IBM’s work with Project Debater involved creating a system that could listen to an opponent’s argument, understand the argument, and craft a response quickly from a large corpus of data. That requires a very robust NLP engine, which IBM hopes to move into production for businesses to improve their communications with customers.

“NLP is the brains of business today,” said Rob Thomas, general manager of data and AI at IBM. For companies, the technology can promise shorter call times, reduced workloads, and increased productivity, he said.

Ruchir Puri, a chief scientist at IBM Research, said two of the biggest business uses for NLP are customer self-service and agent-assisted service through contact centers.

Additionally, the two business-critical capabilities of NLP are “discovering the right insights” and then using them to guide conversations with customers, he said.

From a business standpoint, Project Debater will allow companies to take controversial topics, identify the pros and cons of different positions, and then help them make informed decisions, said Aya Soffer, vice president of AI technologies at IBM Research.

IBM, she added, “has a very rich agenda” for research in NLP, noting that the Project Debater work has already been ongoing for seven years. A big part of the Debater development involves sentiment analysis, which IBM experts extol as a huge boost for businesses.

Beyond that, another key capability of NLP will involve more efficiently combing through large amounts of data, conducting research, fielding incoming communications, and ultimately improving customer service.

But before that can happen, a lot more work needs to take place not just in sentiment, but also in context and language variations. Specific attention has to be given to idioms and industry- and company-specific terminology, Thomas said.

When tied into IBM’s existing Watson apps, it can also make it easier for companies to pore through and derive insights from large data warehouses.
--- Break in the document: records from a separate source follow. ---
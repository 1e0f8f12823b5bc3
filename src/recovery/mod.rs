//! Bounded diagnose-and-retry loop.
//!
//! [`RecoveryController::execute_with_recovery`] runs a command through a
//! [`CommandExecutor`] and, on failure, asks a [`DiagnosticOracle`] for a
//! replacement command:
//!
//! 1. Run the current command.
//! 2. Success ends the loop with `success = true`.
//! 3. A failure on the last permitted attempt ends it without diagnosis.
//! 4. Otherwise the oracle is consulted. An oracle failure, an unfixable
//!    verdict or a fixable verdict without a command ends the loop.
//! 5. Otherwise the proposed command becomes the next attempt.
//!
//! Every attempt is awaited fully before the next one starts. Oracle verdicts
//! end the loop with a failed [`RetryResult`]; only session failures are
//! returned as `Err`.
//!
//! Risk classification ([`risk`]) is advisory metadata for the caller. The
//! loop runs whatever command the oracle proposes without consulting it.

pub mod executor;
pub mod oracle;
pub mod risk;

use std::sync::Arc;

use serde::Serialize;
use tokio::sync::mpsc;
use tracing::{info, warn};

use crate::error::SessionError;
use crate::types::{CommandResult, DiagnosticAnalysis, RetryAttempt, RetryOutcome, RetryResult};

pub use executor::{CommandExecutor, InteractiveExecutor, OneShotExecutor};
pub use oracle::{DiagnosticOracle, HeuristicOracle};
pub use risk::{
    RiskClassifier, RiskLevel, RiskTier, classify_risk, explain_risk, is_dangerous,
    requires_confirmation,
};

/// Progress notifications, sent in the order the steps complete.
#[derive(Debug, Clone, Serialize)]
#[serde(tag = "event", rename_all = "snake_case")]
pub enum RecoveryEvent {
    AttemptStarted {
        attempt: u32,
        command: String,
    },
    AttemptFinished {
        attempt: u32,
        result: CommandResult,
    },
    Diagnosed {
        attempt: u32,
        analysis: DiagnosticAnalysis,
    },
    Finished {
        success: bool,
        outcome: RetryOutcome,
        attempts: usize,
    },
}

/// Drives the recovery loop against one oracle.
#[derive(Clone)]
pub struct RecoveryController {
    oracle: Arc<dyn DiagnosticOracle>,
    events: Option<mpsc::UnboundedSender<RecoveryEvent>>,
}

impl RecoveryController {
    pub fn new(oracle: impl DiagnosticOracle + 'static) -> Self {
        Self::from_shared(Arc::new(oracle))
    }

    pub fn from_shared(oracle: Arc<dyn DiagnosticOracle>) -> Self {
        Self {
            oracle,
            events: None,
        }
    }

    /// Publish [`RecoveryEvent`]s on `events`. A dropped receiver is ignored.
    pub fn with_events(mut self, events: mpsc::UnboundedSender<RecoveryEvent>) -> Self {
        self.events = Some(events);
        self
    }

    fn emit(&self, event: RecoveryEvent) {
        if let Some(events) = &self.events {
            let _ = events.send(event);
        }
    }

    fn finish(
        &self,
        final_result: CommandResult,
        attempts: Vec<RetryAttempt>,
        outcome: RetryOutcome,
    ) -> RetryResult {
        let success = outcome == RetryOutcome::Succeeded;
        info!(
            "Recovery finished after {} attempt(s): {}",
            attempts.len(),
            outcome
        );
        self.emit(RecoveryEvent::Finished {
            success,
            outcome: outcome.clone(),
            attempts: attempts.len(),
        });
        RetryResult {
            success,
            final_result,
            attempts,
            outcome,
        }
    }

    /// Run `command` with at most `max_attempts` attempts (0 counts as 1).
    pub async fn execute_with_recovery<E>(
        &self,
        executor: &mut E,
        command: &str,
        max_attempts: u32,
    ) -> Result<RetryResult, SessionError>
    where
        E: CommandExecutor + ?Sized,
    {
        let max_attempts = max_attempts.max(1);
        let mut attempts: Vec<RetryAttempt> = Vec::new();
        let mut current = command.to_string();
        let mut attempt: u32 = 1;

        loop {
            info!("Attempt {}/{}: {}", attempt, max_attempts, current);
            self.emit(RecoveryEvent::AttemptStarted {
                attempt,
                command: current.clone(),
            });

            let result = executor.run(&current).await.inspect_err(|e| {
                warn!("Attempt {} aborted by session failure: {}", attempt, e);
            })?;
            self.emit(RecoveryEvent::AttemptFinished {
                attempt,
                result: result.clone(),
            });

            if result.success {
                attempts.push(RetryAttempt {
                    attempt,
                    command: current,
                    result: result.clone(),
                    analysis: None,
                });
                return Ok(self.finish(result, attempts, RetryOutcome::Succeeded));
            }

            if attempt == max_attempts {
                attempts.push(RetryAttempt {
                    attempt,
                    command: current,
                    result: result.clone(),
                    analysis: None,
                });
                return Ok(self.finish(result, attempts, RetryOutcome::Exhausted));
            }

            let analysis = self
                .oracle
                .analyze(&current, &result.stderr, &result.stdout)
                .await;
            self.emit(RecoveryEvent::Diagnosed {
                attempt,
                analysis: analysis.clone(),
            });

            let next = if !analysis.oracle_success {
                Err(RetryOutcome::OracleFailed {
                    error: analysis.cause.clone(),
                })
            } else if !analysis.fixable {
                Err(RetryOutcome::NotFixable {
                    cause: analysis.cause.clone(),
                    requires_action: analysis.requires_action.clone(),
                })
            } else {
                analysis
                    .fixed_command
                    .as_deref()
                    .map(str::trim)
                    .filter(|fixed| !fixed.is_empty())
                    .map(str::to_string)
                    .ok_or(RetryOutcome::NoFixProvided)
            };

            attempts.push(RetryAttempt {
                attempt,
                command: current,
                result: result.clone(),
                analysis: Some(analysis),
            });

            match next {
                Ok(fixed) => {
                    info!("Applying proposed fix: {}", fixed);
                    current = fixed;
                    attempt += 1;
                }
                Err(outcome) => return Ok(self.finish(result, attempts, outcome)),
            }
        }
    }
}
#[cfg(test)]
mod tests {
    use super::*;

    fn markers() -> FrameMarkers {
        Markers::from_token("abc123").next_frame()
    }

    mod stripping {
        use super::*;

        #[test]
        fn test_strips_color_codes() {
            assert_eq!(strip_control_sequences("\x1b[31mred\x1b[0m"), "red");
            assert_eq!(strip_control_sequences("\x1b[1;32mok\x1b[m"), "ok");
        }

        #[test]
        fn test_strips_cursor_movement() {
            assert_eq!(strip_control_sequences("a\x1b[2K\x1b[1Gb"), "ab");
            assert_eq!(strip_control_sequences("\x1b[?2004hprompt"), "prompt");
        }

        #[test]
        fn test_strips_osc_title() {
            assert_eq!(
                strip_control_sequences("\x1b]0;user@host: ~\x07text"),
                "text"
            );
            assert_eq!(strip_control_sequences("\x1b]2;title\x1b\\text"), "text");
        }

        #[test]
        fn test_strips_carriage_returns_and_bells() {
            assert_eq!(strip_control_sequences("line\r\nnext\x07"), "line\nnext");
        }

        #[test]
        fn test_keeps_tabs_and_unicode() {
            assert_eq!(strip_control_sequences("a\tb ✓ é"), "a\tb ✓ é");
        }

        #[test]
        fn test_strips_charset_and_keypad() {
            assert_eq!(strip_control_sequences("\x1b(B\x1b=x\x1b>"), "x");
        }
    }

    mod stream_cleaning {
        use super::*;

        fn clean_in_chunks(raw: &[u8], size: usize) -> String {
            let mut cleaner = StreamCleaner::default();
            let mut out = String::new();
            for chunk in raw.chunks(size) {
                out.push_str(&cleaner.push(chunk));
            }
            out.push_str(&cleaner.finish());
            out
        }

        #[test]
        fn test_escape_split_across_chunks() {
            let mut cleaner = StreamCleaner::default();
            assert_eq!(cleaner.push(b"ok \x1b[01;3"), "ok ");
            assert_eq!(cleaner.push(b"2mgreen\x1b"), "green");
            assert_eq!(cleaner.push(b"[0m done\r\n"), " done\n");
        }

        #[test]
        fn test_osc_split_across_chunks() {
            let mut cleaner = StreamCleaner::default();
            assert_eq!(cleaner.push(b"\x1b]0;user@ho"), "");
            assert_eq!(cleaner.push(b"st\x07$ "), "$ ");
        }

        #[test]
        fn test_utf8_split_across_chunks() {
            let bytes = "✓ é".as_bytes();
            let mut cleaner = StreamCleaner::default();
            let mut out = cleaner.push(&bytes[..1]);
            assert_eq!(out, "");
            out.push_str(&cleaner.push(&bytes[1..4]));
            out.push_str(&cleaner.push(&bytes[4..]));
            assert_eq!(out, "✓ é");
        }

        #[test]
        fn test_invalid_bytes_replaced() {
            let mut cleaner = StreamCleaner::default();
            assert_eq!(cleaner.push(b"a\xffb"), "a\u{fffd}b");
        }

        #[test]
        fn test_finish_flushes_held_tail() {
            let mut cleaner = StreamCleaner::default();
            assert_eq!(cleaner.push(b"partial \x1b["), "partial ");
            assert_eq!(cleaner.finish(), "[");
        }

        #[test]
        fn test_chunked_matches_whole_buffer() {
            let raw = "\x1b]0;t@h\x07$ ls\r\n\x1b[01;34mdir\x1b[0m  ✓ file\r\n\x1b(B\x1b[mnext\r\n"
                .as_bytes();
            let whole = strip_control_sequences(&String::from_utf8_lossy(raw));
            for size in [1, 2, 3, 5, 7, 64] {
                assert_eq!(clean_in_chunks(raw, size), whole, "chunk size {}", size);
            }
        }
    }

    mod marker_generation {
        use super::*;

        #[test]
        fn test_generated_markers_are_unique() {
            let mut a = Markers::generate();
            let mut b = Markers::generate();
            assert_ne!(a.prompt(), b.prompt());
            assert_ne!(a.next_frame().start(), b.next_frame().start());
        }

        #[test]
        fn test_each_command_gets_its_own_pair() {
            let mut session = Markers::from_token("abc123");
            let first = session.next_frame();
            let second = session.next_frame();
            assert_ne!(first.start(), second.start());
            assert_ne!(first.end(), second.end());
            assert!(!second.end().contains(first.end()));
            assert!(!first.end().contains(second.end()));
        }

        #[test]
        fn test_end_marker_not_inside_start_marker() {
            let m = markers();
            assert!(!m.start().contains(m.end()));
            assert!(!m.end().contains(m.start()));
        }

        #[test]
        fn test_wrap_is_single_line() {
            let m = markers();
            let line = m.wrap("ls -la");
            assert_eq!(
                line,
                "echo '__SSHR_STAR''T_abc123_1__'; ls -la; echo '__SSHR_END''_abc123_1__' $?\n"
            );
            assert_eq!(line.matches('\n').count(), 1);
        }

        #[test]
        fn test_wrap_hides_literal_markers() {
            let m = markers();
            let line = m.wrap("ls");
            assert!(!line.contains(m.start()));
            assert!(!line.contains(m.end()));
            let joined = line.replace("''", "").replace('\'', "");
            assert!(joined.contains(m.start()));
            assert!(joined.contains(m.end()));
        }

        #[test]
        fn test_setup_line_hides_literal_prompt() {
            let m = Markers::from_token("abc123");
            let line = m.setup_line();
            assert!(!line.contains(m.prompt()));
            assert!(line.contains("TERM=dumb"));
            assert!(line.contains("unset PROMPT_COMMAND"));
            // Shell concatenation of the two quoted halves restores the sentinel
            let joined = line.replace("''", "");
            assert!(joined.contains(m.prompt()));
        }
    }

    mod watches {
        use super::*;

        #[test]
        fn test_end_line_needs_terminator() {
            let m = markers();
            let mut watch = EndLineWatch::new(&m);
            assert!(!watch.feed("out\n"));
            assert!(!watch.feed(&m.end()[..6]));
            assert!(!watch.feed(&format!("{} 0", &m.end()[6..])));
            assert!(watch.feed("\n"));
        }

        #[test]
        fn test_echo_line_does_not_end_frame() {
            let m = markers();
            let mut watch = EndLineWatch::new(&m);
            assert!(!watch.feed(&m.wrap("sleep 5")));
        }

        #[test]
        fn test_prompt_split_across_fragments() {
            let prompt = Markers::from_token("abc123").prompt().to_string();
            let mut watch = PromptWatch::new(&prompt);
            assert!(!watch.feed("banner line\n"));
            assert!(!watch.feed(&prompt[..10]));
            assert!(watch.feed(&prompt[10..]));
        }
    }

    mod extraction {
        use super::*;

        fn stream(m: &FrameMarkers, command: &str, body: &str, status: i32) -> String {
            format!(
                "{prompt} {echo}\r\n{start}\r\n{body}{end} {status}\r\n{prompt} ",
                prompt = m.prompt(),
                echo = m.wrap(command).trim_end(),
                start = m.start(),
                end = m.end(),
            )
        }

        #[test]
        fn test_extracts_payload_lines() {
            let m = markers();
            let raw = stream(&m, "cat f", "one\r\n\x1b[32mtwo\x1b[0m\r\nthree\r\n", 0);
            let frame = extract_frame(&strip_control_sequences(&raw), &m);
            assert!(frame.complete);
            assert!(frame.saw_start);
            assert_eq!(frame.lines, vec!["one", "two", "three"]);
            assert_eq!(frame.exit_code, Some(0));
        }

        #[test]
        fn test_no_marker_or_echo_text_in_output() {
            let m = markers();
            let raw = stream(&m, "echo hi", "hi\r\n", 0);
            let frame = extract_frame(&strip_control_sequences(&raw), &m);
            let output = frame.output();
            assert_eq!(output, "hi");
            assert!(!output.contains("__SSHR_"));
        }

        #[test]
        fn test_empty_output() {
            let m = markers();
            let raw = stream(&m, "true", "", 0);
            let frame = extract_frame(&strip_control_sequences(&raw), &m);
            assert!(frame.complete);
            assert!(frame.lines.is_empty());
        }

        #[test]
        fn test_nonzero_exit_status() {
            let m = markers();
            let raw = stream(&m, "gti status", "bash: gti: command not found\r\n", 127);
            let frame = extract_frame(&strip_control_sequences(&raw), &m);
            assert_eq!(frame.exit_code, Some(127));
            assert_eq!(frame.lines, vec!["bash: gti: command not found"]);
        }

        #[test]
        fn test_output_without_trailing_newline() {
            let m = markers();
            let raw = stream(&m, "printf foo", "foo", 0);
            let frame = extract_frame(&strip_control_sequences(&raw), &m);
            assert!(frame.complete);
            assert_eq!(frame.lines, vec!["foo"]);
        }

        #[test]
        fn test_incomplete_until_end_line_terminated() {
            let m = markers();
            let partial = format!("{}\r\nout\r\n{} 1", m.start(), m.end());
            let frame = extract_frame(&strip_control_sequences(&partial), &m);
            assert!(!frame.complete);

            let full = format!("{}27\r\n", partial);
            let frame = extract_frame(&strip_control_sequences(&full), &m);
            assert!(frame.complete);
            assert_eq!(frame.exit_code, Some(127));
        }

        #[test]
        fn test_echo_line_alone_is_not_completion() {
            let m = markers();
            let raw = format!("{} {}\r\n", m.prompt(), m.wrap("sleep 5").trim_end());
            let frame = extract_frame(&strip_control_sequences(&raw), &m);
            assert!(!frame.complete);
            assert!(frame.lines.is_empty());
        }

        #[test]
        fn test_wrapped_echo_is_not_completion() {
            let m = markers();
            let long = format!("echo {}", "x".repeat(600));
            let echo = m.wrap(&long);
            // Terminal wrapping splits the echoed line at arbitrary columns
            let wrapped: Vec<String> = echo
                .trim_end()
                .as_bytes()
                .chunks(80)
                .map(|c| String::from_utf8_lossy(c).into_owned())
                .collect();
            let raw = format!("{}\r\n", wrapped.join("\r\n"));
            let frame = extract_frame(&strip_control_sequences(&raw), &m);
            assert!(!frame.complete);

            let mut watch = EndLineWatch::new(&m);
            assert!(!watch.feed(&strip_control_sequences(&raw)));
        }

        #[test]
        fn test_missing_start_falls_back_to_beginning() {
            let m = markers();
            let raw = format!("late output\r\nmore\r\n{} 0\r\n", m.end());
            let frame = extract_frame(&strip_control_sequences(&raw), &m);
            assert!(frame.complete);
            assert!(!frame.saw_start);
            assert_eq!(frame.lines, vec!["late output", "more"]);
        }

        #[test]
        fn test_stale_end_line_is_discarded() {
            let mut session = Markers::from_token("abc123");
            let earlier = session.next_frame();
            let current = session.next_frame();
            let raw = format!(
                "late tail\r\n{} 0\r\n{}{}",
                earlier.end(),
                earlier.prompt(),
                stream(&current, "whoami", "tester\r\n", 0),
            );
            let frame = extract_frame(&strip_control_sequences(&raw), &current);
            assert!(frame.complete);
            assert_eq!(frame.stale_markers, 1);
            assert_eq!(frame.lines, vec!["tester"]);
            assert_eq!(frame.exit_code, Some(0));
        }

        #[test]
        fn test_stale_end_without_start_drops_earlier_output() {
            let mut session = Markers::from_token("abc123");
            let earlier = session.next_frame();
            let current = session.next_frame();
            let raw = format!(
                "late tail\r\n{} 0\r\nfresh\r\n{} 0\r\n",
                earlier.end(),
                current.end()
            );
            let frame = extract_frame(&strip_control_sequences(&raw), &current);
            assert!(frame.complete);
            assert!(!frame.saw_start);
            assert_eq!(frame.lines, vec!["fresh"]);
        }

        #[test]
        fn test_output_mentioning_markers_partially_is_kept() {
            let m = markers();
            let raw = stream(&m, "echo __SSHR_", "__SSHR_\r\n", 0);
            let frame = extract_frame(&strip_control_sequences(&raw), &m);
            assert_eq!(frame.lines, vec!["__SSHR_"]);
        }

        #[test]
        fn test_unparseable_status() {
            let m = markers();
            let raw = format!("{}\r\nx\r\n{}\r\n", m.start(), m.end());
            let frame = extract_frame(&strip_control_sequences(&raw), &m);
            assert!(frame.complete);
            assert_eq!(frame.exit_code, None);
        }
    }
}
NLP technology needs to be able to understand central themes in documents, classify them into specific categories, retrieve other necessary information, and then generate summaries from the mass amounts of data, Puri said.

That will take time, according to Luke Palamara, IBM’s program director of product management for AI-based NLP. Though advanced sentiment analysis is being rolled into Watson applications right now, other Project Debater innovations are still a way off. “We are just at the start of bringing [Debater] into our portfolio and integrating it with Watson,” he said.

IBM, though, is not the only industry heavyweight looking to increase its capabilities with natural language.

Apple in early April acquired Voysis, an Irish startup that offers an AI-powered platform for digital voice assistants to better understand people’s natural language inputs.

Financial terms of the deal were not disclosed, and Apple was keeping the reasons for the acquisition close to the vest, saying in a very terse statement that Apple “buys smaller technology companies from time to time, and we generally do not discuss our purpose or plans.” Speculation, however, is that Apple will use Voysis’s technology to improve the speech recognition of its Siri voice assistant.

Voysis’s focus was on improving digital assistants for voice search and online shopping apps. Its technology used WaveNets, designed to process raw audio signals directly, allowing neural networks to learn without the constraints of traditional signal processing. WaveNets rely on artificial intelligence to create a more human-like computer speech experience. WaveNets were developed by Google’s DeepMind in 2016.

In late 2018, Voysis launched ViEW (Voysis Embedded WaveNet), making it available for use on any mobile device without needing cloud connectivity. ViEW models were designed to run natively on-device, removing the need for the data center entirely.